40. pyxc: Variadic Extern Functions

Where We Are

Chapter 39 completed Phase 5. pyxc can call C functions via extern def, but only functions with a fixed number of typed parameters. printf, scanf, sprintf, and most other C I/O functions take a variable number of arguments — the ... in their C signatures.
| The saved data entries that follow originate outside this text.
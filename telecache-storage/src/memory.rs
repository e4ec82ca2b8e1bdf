//! In-memory store implementations for testing.
//!
//! Both stores can be switched into an outage (every call fails) and given an
//! artificial per-call latency, so the coordinators' failure and deadline
//! paths can be exercised without PostgreSQL or Redis. TTLs are measured with
//! `tokio::time::Instant`, which lets tests pause and advance the clock.

use std::collections::HashMap;
use std::sync::atomic::{AtomicBool, AtomicU64, Ordering};
use std::sync::RwLock;
use std::time::Duration;

use async_trait::async_trait;
use telecache_core::{CacheError, StoreError, TelemetryRecord, TelemetryRow};
use tokio::time::Instant;

use crate::traits::{DurableStore, FastCache};

/// Shared fault-injection switches.
#[derive(Debug, Default)]
struct Faults {
    down: AtomicBool,
    latency_ms: AtomicU64,
}

impl Faults {
    fn is_down(&self) -> bool {
        self.down.load(Ordering::SeqCst)
    }

    async fn delay(&self) {
        let ms = self.latency_ms.load(Ordering::SeqCst);
        if ms > 0 {
            tokio::time::sleep(Duration::from_millis(ms)).await;
        }
    }
}

// ============================================================================
// DURABLE STORE
// ============================================================================

/// In-memory append-only store.
#[derive(Debug, Default)]
pub struct InMemoryDurableStore {
    rows: RwLock<HashMap<String, Vec<TelemetryRow>>>,
    faults: Faults,
    append_calls: AtomicU64,
    read_calls: AtomicU64,
}

impl InMemoryDurableStore {
    pub fn new() -> Self {
        Self::default()
    }

    /// Make every subsequent call fail (`true`) or succeed (`false`).
    pub fn set_unavailable(&self, down: bool) {
        self.faults.down.store(down, Ordering::SeqCst);
    }

    /// Delay every subsequent call by `latency`.
    pub fn set_latency(&self, latency: Duration) {
        self.faults
            .latency_ms
            .store(latency.as_millis() as u64, Ordering::SeqCst);
    }

    /// Total rows held across all devices.
    pub fn row_count(&self) -> usize {
        self.rows
            .read()
            .map(|rows| rows.values().map(Vec::len).sum())
            .unwrap_or(0)
    }

    /// Number of `append` calls that reached the store.
    pub fn append_calls(&self) -> u64 {
        self.append_calls.load(Ordering::SeqCst)
    }

    /// Number of `latest` and `history` calls that reached the store.
    pub fn read_calls(&self) -> u64 {
        self.read_calls.load(Ordering::SeqCst)
    }

    /// Insert a row directly, bypassing fault injection and call counters.
    pub fn seed(&self, row: TelemetryRow) -> Result<(), StoreError> {
        let mut rows = self.rows.write().map_err(|_| poisoned())?;
        rows.entry(row.device_id.clone()).or_default().push(row);
        Ok(())
    }

    fn check_available(&self) -> Result<(), StoreError> {
        if self.faults.is_down() {
            return Err(StoreError::Unavailable {
                reason: "in-memory store switched off".to_string(),
            });
        }
        Ok(())
    }
}

fn poisoned() -> StoreError {
    StoreError::Unavailable {
        reason: "in-memory store lock poisoned".to_string(),
    }
}

/// Apply the column rules PostgreSQL enforces on insert: the payload must
/// be a JSON object and no text may contain NUL.
fn check_storable(row: &TelemetryRow) -> Result<(), StoreError> {
    let record = TelemetryRecord::from_row(row.clone()).map_err(|e| StoreError::Query {
        reason: format!("invalid input syntax for type json: {}", e),
    })?;
    match record.nul_field() {
        Some(field) => Err(StoreError::Query {
            reason: format!("{} contains a NUL character", field),
        }),
        None => Ok(()),
    }
}

/// Newest-first ordering: higher timestamp first, later insertion first on ties.
fn newest_first(rows: &[TelemetryRow]) -> Vec<TelemetryRow> {
    let mut indexed: Vec<(usize, &TelemetryRow)> = rows.iter().enumerate().collect();
    indexed.sort_by(|(ia, a), (ib, b)| b.timestamp.cmp(&a.timestamp).then(ib.cmp(ia)));
    indexed.into_iter().map(|(_, row)| row.clone()).collect()
}

#[async_trait]
impl DurableStore for InMemoryDurableStore {
    async fn append(&self, row: &TelemetryRow) -> Result<(), StoreError> {
        self.append_calls.fetch_add(1, Ordering::SeqCst);
        self.faults.delay().await;
        self.check_available()?;
        check_storable(row)?;
        let mut rows = self.rows.write().map_err(|_| poisoned())?;
        rows.entry(row.device_id.clone()).or_default().push(row.clone());
        Ok(())
    }

    async fn latest(&self, device_id: &str) -> Result<Option<TelemetryRow>, StoreError> {
        self.read_calls.fetch_add(1, Ordering::SeqCst);
        self.faults.delay().await;
        self.check_available()?;
        let rows = self.rows.read().map_err(|_| poisoned())?;
        Ok(rows
            .get(device_id)
            .and_then(|device_rows| newest_first(device_rows).into_iter().next()))
    }

    async fn history(
        &self,
        device_id: &str,
        limit: usize,
    ) -> Result<Vec<TelemetryRow>, StoreError> {
        self.read_calls.fetch_add(1, Ordering::SeqCst);
        self.faults.delay().await;
        self.check_available()?;
        let rows = self.rows.read().map_err(|_| poisoned())?;
        Ok(rows
            .get(device_id)
            .map(|device_rows| newest_first(device_rows).into_iter().take(limit).collect())
            .unwrap_or_default())
    }

    async fn ping(&self) -> Result<(), StoreError> {
        self.faults.delay().await;
        self.check_available()
    }
}

// ============================================================================
// FAST CACHE
// ============================================================================

#[derive(Debug, Clone)]
struct CacheEntry {
    value: Vec<u8>,
    expires_at: Instant,
}

/// In-memory TTL cache.
#[derive(Debug, Default)]
pub struct InMemoryFastCache {
    entries: RwLock<HashMap<String, CacheEntry>>,
    faults: Faults,
    set_calls: AtomicU64,
}

impl InMemoryFastCache {
    pub fn new() -> Self {
        Self::default()
    }

    /// Make every subsequent call fail (`true`) or succeed (`false`).
    pub fn set_unavailable(&self, down: bool) {
        self.faults.down.store(down, Ordering::SeqCst);
    }

    /// Delay every subsequent call by `latency`.
    pub fn set_latency(&self, latency: Duration) {
        self.faults
            .latency_ms
            .store(latency.as_millis() as u64, Ordering::SeqCst);
    }

    /// Store raw bytes under `key`, bypassing fault injection.
    ///
    /// Used to plant corrupt or foreign entries.
    pub fn plant(&self, key: &str, value: &[u8], ttl: Duration) -> Result<(), CacheError> {
        let mut entries = self.entries.write().map_err(|_| cache_poisoned())?;
        entries.insert(
            key.to_string(),
            CacheEntry {
                value: value.to_vec(),
                expires_at: Instant::now() + ttl,
            },
        );
        Ok(())
    }

    /// Read raw bytes, bypassing fault injection. Expired entries read as `None`.
    pub fn peek(&self, key: &str) -> Option<Vec<u8>> {
        let entries = self.entries.read().ok()?;
        entries
            .get(key)
            .filter(|entry| entry.expires_at > Instant::now())
            .map(|entry| entry.value.clone())
    }

    /// Remaining lifetime of a live entry.
    pub fn ttl_remaining(&self, key: &str) -> Option<Duration> {
        let entries = self.entries.read().ok()?;
        let now = Instant::now();
        entries
            .get(key)
            .filter(|entry| entry.expires_at > now)
            .map(|entry| entry.expires_at - now)
    }

    /// Number of `set` calls that reached the cache.
    pub fn set_calls(&self) -> u64 {
        self.set_calls.load(Ordering::SeqCst)
    }

    fn check_available(&self) -> Result<(), CacheError> {
        if self.faults.is_down() {
            return Err(CacheError::Unavailable {
                reason: "in-memory cache switched off".to_string(),
            });
        }
        Ok(())
    }
}

fn cache_poisoned() -> CacheError {
    CacheError::Unavailable {
        reason: "in-memory cache lock poisoned".to_string(),
    }
}

#[async_trait]
impl FastCache for InMemoryFastCache {
    async fn get(&self, key: &str) -> Result<Option<Vec<u8>>, CacheError> {
        self.faults.delay().await;
        self.check_available()?;
        let mut entries = self.entries.write().map_err(|_| cache_poisoned())?;
        let now = Instant::now();
        match entries.get(key) {
            Some(entry) if entry.expires_at > now => Ok(Some(entry.value.clone())),
            Some(_) => {
                entries.remove(key);
                Ok(None)
            }
            None => Ok(None),
        }
    }

    async fn set(&self, key: &str, value: &[u8], ttl: Duration) -> Result<(), CacheError> {
        self.set_calls.fetch_add(1, Ordering::SeqCst);
        self.faults.delay().await;
        self.check_available()?;
        self.plant(key, value, ttl)
    }

    async fn keys(&self) -> Result<Vec<String>, CacheError> {
        self.faults.delay().await;
        self.check_available()?;
        let entries = self.entries.read().map_err(|_| cache_poisoned())?;
        let now = Instant::now();
        Ok(entries
            .iter()
            .filter(|(_, entry)| entry.expires_at > now)
            .map(|(key, _)| key.clone())
            .collect())
    }

    async fn ping(&self) -> Result<(), CacheError> {
        self.faults.delay().await;
        self.check_available()
    }
}
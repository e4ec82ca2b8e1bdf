//! OpenAPI Specification Generator Binary
//!
//! Writes the Telecache OpenAPI document as JSON to stdout.
//!
//! Usage:
//!   cargo run -p telecache-api --bin generate-openapi > openapi.json

use telecache_api::ApiDoc;

fn main() {
    match ApiDoc::to_json() {
        Ok(json) => println!("{}", json),
        Err(e) => {
            eprintln!("Failed to serialize OpenAPI spec: {}", e);
            std::process::exit(1);
        }
    }
}
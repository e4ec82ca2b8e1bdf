//! Telemetry REST API Routes
//!
//! Ingestion, latest-reading lookup, cached listing and durable history.
//! Handlers parse the request, call a coordinator and map its outcome onto an
//! HTTP response; the cache-aside policy itself lives in `telecache-storage`.

use axum::{
    body::Bytes,
    extract::{
        rejection::{BytesRejection, PathRejection, QueryRejection},
        Path, Query, State,
    },
    http::{header, HeaderName, StatusCode},
    response::IntoResponse,
    routing::get,
    Json, Router,
};
use serde::{Deserialize, Serialize};
use std::sync::Arc;

use telecache_core::TelemetryRecord;
use telecache_storage::{IngestCoordinator, ReadPath, RetrievalCoordinator};

use crate::error::ApiResult;
#[cfg(feature = "openapi")]
use crate::error::ApiError;

/// Response header naming the store that answered a per-device read.
pub const SOURCE_HEADER: &str = "x-telecache-source";

/// Acknowledgement body for a successful ingest.
pub const INGEST_MESSAGE: &str = "Data received, stored, and cached";

// ============================================================================
// TYPES
// ============================================================================

#[derive(Debug, Clone, PartialEq, Eq, Serialize, Deserialize)]
#[cfg_attr(feature = "openapi", derive(utoipa::ToSchema))]
pub struct IngestResponse {
    pub message: String,
}

impl IngestResponse {
    fn received() -> Self {
        Self {
            message: INGEST_MESSAGE.to_string(),
        }
    }
}

#[derive(Debug, Clone, Default, Deserialize)]
#[cfg_attr(feature = "openapi", derive(utoipa::IntoParams))]
#[cfg_attr(feature = "openapi", into_params(parameter_in = Query))]
pub struct HistoryParams {
    /// Maximum number of readings, clamped to the configured maximum
    pub limit: Option<usize>,
}

// ============================================================================
// SHARED STATE
// ============================================================================

/// Shared application state for telemetry routes.
#[derive(Clone)]
pub struct TelemetryState {
    pub ingest: IngestCoordinator,
    pub retrieval: RetrievalCoordinator,
}

impl TelemetryState {
    pub fn new(ingest: IngestCoordinator, retrieval: RetrievalCoordinator) -> Self {
        Self { ingest, retrieval }
    }
}

fn source_label(source: ReadPath) -> &'static str {
    match source {
        ReadPath::Cache => "cache",
        ReadPath::Store => "store",
    }
}

// ============================================================================
// ROUTE HANDLERS
// ============================================================================

/// POST /iot-data - Ingest one telemetry record
#[cfg_attr(feature = "openapi", utoipa::path(
    post,
    path = "/iot-data",
    tag = "Telemetry",
    request_body = TelemetryRecord,
    responses(
        (status = 201, description = "Record stored durably", body = IngestResponse),
        (status = 400, description = "Malformed body or missing device_id", body = ApiError),
        (status = 413, description = "Body exceeds the size limit", body = ApiError),
        (status = 500, description = "Durable write failed", body = ApiError),
    ),
))]
pub async fn ingest_telemetry(
    State(state): State<Arc<TelemetryState>>,
    body: Result<Bytes, BytesRejection>,
) -> ApiResult<impl IntoResponse> {
    let body = body?;
    let record: TelemetryRecord = serde_json::from_slice(&body)?;

    let ack = state.ingest.ingest(record).await?;
    tracing::debug!(
        device_id = %ack.device_id,
        timestamp = ack.timestamp,
        cached = ack.cached,
        "Telemetry ingested"
    );

    // Same acknowledgement whether or not the cache write landed.
    Ok((StatusCode::CREATED, Json(IngestResponse::received())))
}

/// GET /iot-data/{device_id} - Latest reading for a device
#[cfg_attr(feature = "openapi", utoipa::path(
    get,
    path = "/iot-data/{device_id}",
    tag = "Telemetry",
    params(
        ("device_id" = String, Path, description = "Device identifier"),
    ),
    responses(
        (status = 200, description = "Latest reading", body = TelemetryRecord),
        (status = 404, description = "No telemetry for this device", body = ApiError),
        (status = 500, description = "Durable read failed or stored row is corrupt", body = ApiError),
    ),
))]
pub async fn get_latest(
    State(state): State<Arc<TelemetryState>>,
    device_id: Result<Path<String>, PathRejection>,
) -> ApiResult<impl IntoResponse> {
    let Path(device_id) = device_id?;
    let retrieval = state.retrieval.retrieve(&device_id).await?;

    Ok((
        StatusCode::OK,
        [
            (header::CONTENT_TYPE, "application/json"),
            (
                HeaderName::from_static(SOURCE_HEADER),
                source_label(retrieval.source),
            ),
        ],
        retrieval.envelope,
    ))
}

/// GET /iot-data - Every decodable cached reading
#[cfg_attr(feature = "openapi", utoipa::path(
    get,
    path = "/iot-data",
    tag = "Telemetry",
    responses(
        (status = 200, description = "Cached readings ordered by device id", body = Vec<TelemetryRecord>),
        (status = 500, description = "Cache keys could not be enumerated", body = ApiError),
    ),
))]
pub async fn list_cached(
    State(state): State<Arc<TelemetryState>>,
) -> ApiResult<impl IntoResponse> {
    let records = state.retrieval.list_cached().await?;
    Ok(Json(records))
}

/// GET /iot-data/{device_id}/history - Durable readings, newest first
#[cfg_attr(feature = "openapi", utoipa::path(
    get,
    path = "/iot-data/{device_id}/history",
    tag = "Telemetry",
    params(
        ("device_id" = String, Path, description = "Device identifier"),
        HistoryParams,
    ),
    responses(
        (status = 200, description = "Readings, newest first", body = Vec<TelemetryRecord>),
        (status = 400, description = "Invalid limit", body = ApiError),
        (status = 404, description = "No telemetry for this device", body = ApiError),
        (status = 500, description = "Durable read failed", body = ApiError),
    ),
))]
pub async fn get_history(
    State(state): State<Arc<TelemetryState>>,
    device_id: Result<Path<String>, PathRejection>,
    params: Result<Query<HistoryParams>, QueryRejection>,
) -> ApiResult<impl IntoResponse> {
    let Path(device_id) = device_id?;
    let Query(params) = params?;
    let records = state.retrieval.history(&device_id, params.limit).await?;
    Ok(Json(records))
}

// ============================================================================
// ROUTER
// ============================================================================

/// Create the telemetry router.
pub fn create_router(state: Arc<TelemetryState>) -> Router {
    Router::new()
        .route("/iot-data", get(list_cached).post(ingest_telemetry))
        .route("/iot-data/:device_id", get(get_latest))
        .route("/iot-data/:device_id/history", get(get_history))
        .with_state(state)
}

#[cfg(test)]
mod tests {
    use super::*;
    use axum::body::Body;
    use axum::http::Request;
    use telecache_storage::{
        build_coordinators, CoordinatorConfig, InMemoryDurableStore, InMemoryFastCache,
    };
    use tower::ServiceExt;

    fn app() -> (Arc<InMemoryDurableStore>, Arc<InMemoryFastCache>, Router) {
        let store = Arc::new(InMemoryDurableStore::new());
        let cache = Arc::new(InMemoryFastCache::new());
        let (ingest, retrieval) =
            build_coordinators(store.clone(), cache.clone(), CoordinatorConfig::default());
        let router = create_router(Arc::new(TelemetryState::new(ingest, retrieval)));
        (store, cache, router)
    }

    fn post(body: &str) -> Request<Body> {
        Request::builder()
            .method("POST")
            .uri("/iot-data")
            .header(header::CONTENT_TYPE, "application/json")
            .body(Body::from(body.to_string()))
            .unwrap()
    }

    fn get_req(uri: &str) -> Request<Body> {
        Request::builder().uri(uri).body(Body::empty()).unwrap()
    }

    #[tokio::test]
    async fn test_ingest_then_read_from_cache() {
        let (_, _, app) = app();
        let body = r#"{"device_id":"d1","device_type":"sensor","timestamp":1000,"data":{"temp":21.5}}"#;

        let response = app.clone().oneshot(post(body)).await.unwrap();
        assert_eq!(response.status(), StatusCode::CREATED);
        let bytes = axum::body::to_bytes(response.into_body(), usize::MAX)
            .await
            .unwrap();
        let ack: IngestResponse = serde_json::from_slice(&bytes).unwrap();
        assert_eq!(ack.message, INGEST_MESSAGE);

        let response = app.oneshot(get_req("/iot-data/d1")).await.unwrap();
        assert_eq!(response.status(), StatusCode::OK);
        assert_eq!(response.headers()[SOURCE_HEADER], "cache");
        assert_eq!(response.headers()[header::CONTENT_TYPE], "application/json");
    }

    #[tokio::test]
    async fn test_store_fallback_is_labelled() {
        let (_, cache, app) = app();
        let body = r#"{"device_id":"d1","timestamp":5}"#;
        cache.set_unavailable(true);
        let response = app.clone().oneshot(post(body)).await.unwrap();
        assert_eq!(response.status(), StatusCode::CREATED);

        cache.set_unavailable(false);
        let response = app.oneshot(get_req("/iot-data/d1")).await.unwrap();
        assert_eq!(response.status(), StatusCode::OK);
        assert_eq!(response.headers()[SOURCE_HEADER], "store");
    }

    #[tokio::test]
    async fn test_negative_limit_is_bad_request() {
        let (_, _, app) = app();
        let response = app
            .oneshot(get_req("/iot-data/d1/history?limit=-1"))
            .await
            .unwrap();
        assert_eq!(response.status(), StatusCode::BAD_REQUEST);
    }

    #[test]
    fn test_source_labels() {
        assert_eq!(source_label(ReadPath::Cache), "cache");
        assert_eq!(source_label(ReadPath::Store), "store");
    }
}
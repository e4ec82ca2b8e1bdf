//! Coordinator configuration.

use std::time::Duration;

use telecache_core::DEFAULT_CACHE_TTL_SECS;

/// Default per-call deadline for store and cache operations.
pub const DEFAULT_CALL_TIMEOUT_MS: u64 = 2000;

/// Default upper bound on history reads.
pub const DEFAULT_MAX_HISTORY: usize = 100;

/// Configuration shared by the ingest and retrieval coordinators.
#[derive(Debug, Clone, PartialEq, Eq)]
pub struct CoordinatorConfig {
    /// Lifetime of every cache entry written by a coordinator.
    pub cache_ttl: Duration,
    /// Deadline applied to each individual store or cache call.
    pub call_timeout: Duration,
    /// Largest number of rows a history read may return.
    pub max_history: usize,
}

impl Default for CoordinatorConfig {
    fn default() -> Self {
        Self {
            cache_ttl: Duration::from_secs(DEFAULT_CACHE_TTL_SECS), // 1 hour
            call_timeout: Duration::from_millis(DEFAULT_CALL_TIMEOUT_MS),
            max_history: DEFAULT_MAX_HISTORY,
        }
    }
}

impl CoordinatorConfig {
    /// Create a new config with default values.
    pub fn new() -> Self {
        Self::default()
    }

    /// Set the cache entry TTL.
    pub fn with_ttl(mut self, ttl: Duration) -> Self {
        self.cache_ttl = ttl;
        self
    }

    /// Set the per-call deadline.
    pub fn with_call_timeout(mut self, timeout: Duration) -> Self {
        self.call_timeout = timeout;
        self
    }

    /// Set the history limit clamp. Zero is raised to one.
    pub fn with_max_history(mut self, max: usize) -> Self {
        self.max_history = max.max(1);
        self
    }

    /// Clamp a requested history limit into `1..=max_history`.
    pub fn clamp_history(&self, requested: Option<usize>) -> usize {
        requested
            .unwrap_or(self.max_history)
            .clamp(1, self.max_history.max(1))
    }
}
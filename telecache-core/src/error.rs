//! Error types for Telecache operations

use std::time::Duration;
use thiserror::Error;

/// Inbound record rejected before it reaches either store.
#[derive(Debug, Clone, Error, PartialEq, Eq)]
pub enum ValidationError {
    #[error("Required field missing: {field}")]
    RequiredFieldMissing { field: String },

    #[error("Invalid value for {field}: {reason}")]
    InvalidValue { field: String, reason: String },

    #[error("Malformed telemetry body: {reason}")]
    MalformedBody { reason: String },
}

/// Durable store failures. Always surfaced to the caller.
#[derive(Debug, Clone, Error, PartialEq, Eq)]
pub enum StoreError {
    #[error("Durable store unavailable: {reason}")]
    Unavailable { reason: String },

    #[error("Durable store {operation} timed out after {after:?}")]
    Timeout { operation: String, after: Duration },

    #[error("Durable store query failed: {reason}")]
    Query { reason: String },
}

/// Fast cache failures. Recovered locally on ingest and retrieval.
#[derive(Debug, Clone, Error, PartialEq, Eq)]
pub enum CacheError {
    #[error("Cache unavailable: {reason}")]
    Unavailable { reason: String },

    #[error("Cache {operation} timed out after {after:?}")]
    Timeout { operation: String, after: Duration },
}

/// Serialized bytes that do not match the expected structure.
#[derive(Debug, Clone, Error, PartialEq, Eq)]
pub enum CodecError {
    #[error("Failed to encode telemetry: {reason}")]
    Encode { reason: String },

    #[error("Failed to decode telemetry: {reason}")]
    Decode { reason: String },

    #[error("Failed to decode telemetry payload: expected a JSON object, found {found}")]
    NotAnObject { found: String },
}

/// Outcome of a failed ingestion.
#[derive(Debug, Clone, Error, PartialEq, Eq)]
pub enum IngestError {
    #[error("Invalid telemetry record: {0}")]
    Validation(#[from] ValidationError),

    /// The durable insert did not complete. No cache mutation happened.
    #[error("{0}")]
    PersistenceFailed(#[from] StoreError),
}

/// Outcome of a failed per-device read.
#[derive(Debug, Clone, Error, PartialEq, Eq)]
pub enum RetrievalError {
    #[error("No telemetry found for device {device_id}")]
    NotFound { device_id: String },

    #[error("{0}")]
    StorageUnavailable(#[from] StoreError),

    /// The durable row exists but its payload cannot be decoded.
    #[error("Stored telemetry for device {device_id} is undecodable: {source}")]
    Decode {
        device_id: String,
        source: CodecError,
    },
}

/// Outcome of a failed bulk listing of cached devices.
#[derive(Debug, Clone, Error, PartialEq, Eq)]
pub enum ListingError {
    #[error("{0}")]
    CacheUnavailable(#[from] CacheError),
}

// =============================================================================
// TESTS
// =============================================================================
Trying to declare them produces an error:

extern def printf(fmt: ptr[int8], ...) -> int32
Error: Expected parameter name in prototype

After this chapter, variadic extern declarations work:

type string = ptr[int8]
extern def printf(fmt: string, ...) -> int32

def main() -> int:
  printf("hello world\n")
  printf("answer: %ld\n", 42)
  return 0
hello world
answer: 42

Source Code

git clone --depth 1 https://github.com/alankarmisra/pyxc-llvm-tutorial
cd pyxc-llvm-tutorial/code/chapter-40

Grammar

The external rule gains a new externprototype production that allows an optional ... at the end of the parameter list. Regular definition and decorateddef are unchanged — variadic syntax is only valid in extern def.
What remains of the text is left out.